Automakers are seeking tax breaks and fee waivers for buyers to boost demand amid dwindling sales due to the coronavirus pandemic.
The Vietnam Automobile Manufacturers Association (VAMA) has asked the government to grant a 50 percent reduction in value-added tax and car registration fees.
The proposal by the association, which consists of 17 automakers including Japan’s Toyota, the U.S.’s Ford and local assembler Thaco, would bring down prices if approved.
Car sales fell 27 percent year-on-year in the first two months to 31,908 units, with the strongest drop of 30 percent being in the below-nine-seat segment.
Thaco’s, Toyota’s and Honda’s sales were down 26 percent, 13 percent and 44 percent, respectively.

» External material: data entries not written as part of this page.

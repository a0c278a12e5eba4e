use crate::grid::TerrainGrid;
use crate::node::{NodeMap, Parent};
use fxhash::FxBuildHasher;
use grid_util::point::Point;
use indexmap::IndexSet;

pub(crate) type FxIndexSet<K> = IndexSet<K, FxBuildHasher>;

/// Walks the parent links from `goal` back to the start and returns the cells in start to
/// goal order, leaving out the start itself. Every predecessor on the way must have been
/// closed; anything else means the search state is corrupt.
pub(crate) fn reconstruct_path(
    grid: &TerrainGrid,
    nodes: &NodeMap,
    closed: &FxIndexSet<usize>,
    goal: usize,
) -> Vec<Point> {
    let mut path: Vec<Point> = std::iter::successors(Some(goal), |&ix| match nodes[ix].parent {
        Parent::Node(parent) => {
            assert!(
                closed.contains(&parent),
                "predecessor {} of {} was never closed",
                parent,
                ix
            );
            Some(parent)
        }
        Parent::Start => None,
        Parent::Unvisited => unreachable!("node {} on the path has no predecessor", ix),
    })
    .filter(|&ix| nodes[ix].parent != Parent::Start)
    .map(|ix| grid.point_from_ix(ix))
    .collect();
    path.reverse();
    path
}
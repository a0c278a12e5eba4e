use core::fmt;
use std::time::Duration;

/// Figures reported for a finished search.
#[derive(Clone, Debug, PartialEq)]
pub struct SearchStats {
    /// "Dijkstra" or "A*".
    pub algorithm: &'static str,
    pub elapsed: Duration,
    /// Closed nodes, plus one for the goal when it was reached.
    pub expansions: usize,
    /// `g` of the goal, or infinity when it was not reached.
    pub path_cost: f64,
    pub path_length: usize,
}

impl fmt::Display for SearchStats {
    fn fmt(&self, f: &mut fmt::Formatter) -> fmt::Result {
        writeln!(f, "Algorithm: {}", self.algorithm)?;
        writeln!(f, "Time taken: {}ms", self.elapsed.as_millis())?;
        writeln!(f, "Ops done: {}", self.expansions)?;
        writeln!(f, "Path cost: {}", self.path_cost)?;
        write!(f, "Path length: {}", self.path_length)
    }
}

Dealers said one of the reasons for the slump was the pandemic keeping prospective buyers away from showrooms.
Most auto brands have delayed or canceled events meant to introduce new products to prevent public gatherings.
Ford announced temporary closure of its plant in northern Vietnam from Thursday to protect its employees.
VAMA said more plants are set to close due to limited imports of materials and parts.
Some experts have not been able to travel to Vietnam since the country has suspended entry for all foreign nationals, it added.
Last year car sales rose 11.7 percent to 322,322 units.